Se aguantaba con solidez, erguido sobre el Tigris como un gran mástil que recogía los vientos, enhiesto sobre la alfombra de luces que demarcaban la ciudad. A la hora señalada, subimos al último piso, allí se encontraba la discoteca, donde íbamos a celebrar la venida del nuevo año. Tenía aquella boîte unas ventanas circulares, de esas de ojo de buey, daban a la sala la apariencia de camarote de barco. Desde allí, además de las luces que hacían interminables las calles, serpenteaba el río, se mostraba como un dibujo, de trazo grueso y blando, un torrente de minúsculos cristales que titilaban con la corriente.
Subimos allí las uvas, el cava y los mejores deseos para ese año que venía. A las doce de la noche (hora de Bagdad) comíamos las uvas, al son del golpeteo que producía una tapadera y un cucharón las fuimos engullendo una a una. Hubo bailoteo, los bagdadís buscaron discos de música en castellano para la ocasión.
Nuestros deseos nunca fueron escuchados, sucumbieron bajo las cadenas de los tanques. En marzo la guerra cayó sobre Iraq, y la muerte y el dolor golpeaban, escalofriantemente, a este pueblo que tanto había sufrido ya. Las armas nos demostraron, una vez más, que no salvan, que son portadoras de la destrucción, que la paz no confía en ellas, porque la paz no entiende de armas de destrucción masiva ni de misiles inteligentes, son incompatibles. La guerra acaba con la dignidad de las personas, destruye la vida y siembra el caos.

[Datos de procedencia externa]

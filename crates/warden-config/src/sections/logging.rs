// Copyright (c) 2025 Geoffrey Huntley <ghuntley@ghuntley.com>. All rights reserved.
// SPDX-License-Identifier: Proprietary

//! Logging configuration.

use serde::Deserialize;

const DEFAULT_LEVEL: &str = "info";
const DEFAULT_BUFFER_CAPACITY: usize = 10_000;

#[derive(Debug, Clone)]
pub struct LoggingConfig {
	pub level: String,
	/// Write captured log entries to the `application_log` table after each invocation.
	pub persist: bool,
	pub buffer_capacity: usize,
}

impl Default for LoggingConfig {
	fn default() -> Self {
		Self {
			level: DEFAULT_LEVEL.to_string(),
			persist: true,
			buffer_capacity: DEFAULT_BUFFER_CAPACITY,
		}
	}
}

#[derive(Debug, Clone, Default, Deserialize)]
pub struct LoggingConfigLayer {
	#[serde(default)]
	pub level: Option<String>,
	#[serde(default)]
	pub persist: Option<bool>,
	#[serde(default)]
	pub buffer_capacity: Option<usize>,
}

impl LoggingConfigLayer {
	pub fn merge(&mut self, other: LoggingConfigLayer) {
		if other.level.is_some() {
			self.level = other.level;
		}
		if other.persist.is_some() {
			self.persist = other.persist;
		}
		if other.buffer_capacity.is_some() {
			self.buffer_capacity = other.buffer_capacity;
		}
	}

	pub fn finalize(self) -> LoggingConfig {
		LoggingConfig {
			level: self.level.unwrap_or_else(|| DEFAULT_LEVEL.to_string()),
			persist: self.persist.unwrap_or(true),
			buffer_capacity: self.buffer_capacity.unwrap_or(DEFAULT_BUFFER_CAPACITY),
		}
	}
}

La paz de esta guerra se encuentra en los cementerios, donde han apiñado a seres humanos con los cuerpos estallados, donde los han liberado de ellos mismos; porque estaban equivocados, ellos no podían disponer del petróleo, ni de las riquezas que generaban, eso es “demasiado importante para estar en manos de los árabes” (decía Kissinger).
Sentada sobre la alfombra desgrano algunos recuerdos, la memoria de lo que aprendí y compartí. Coincido con Mª Teresa León, cuando dice que “somos el producto de lo que otros han irradiado de sí o perdido”. Si nos hacemos del roce con la gente, he de decir que este pueblo nos rozó tanto el corazón que nos ha dejado surcos por los que corren humores de solidaridad inaplazables. Su sangre no es diferente de la nuestra; sufren, lloran, ríen, sueñan como nosotros. Podemos mirarnos a los ojos en silencio y tender la mano como un puente, sin más. Llevamos muchos siglos, demasiados, trabajando, con nuestras manos desnudas y dignas, una tierra acribillada por la desvergonzada codicia de unos pocos que tienen una nevera por corazón.
Mar Molina. Toledo, 31 Diciembre 2003.
Equipo de Redactores, El Inconformista Digital.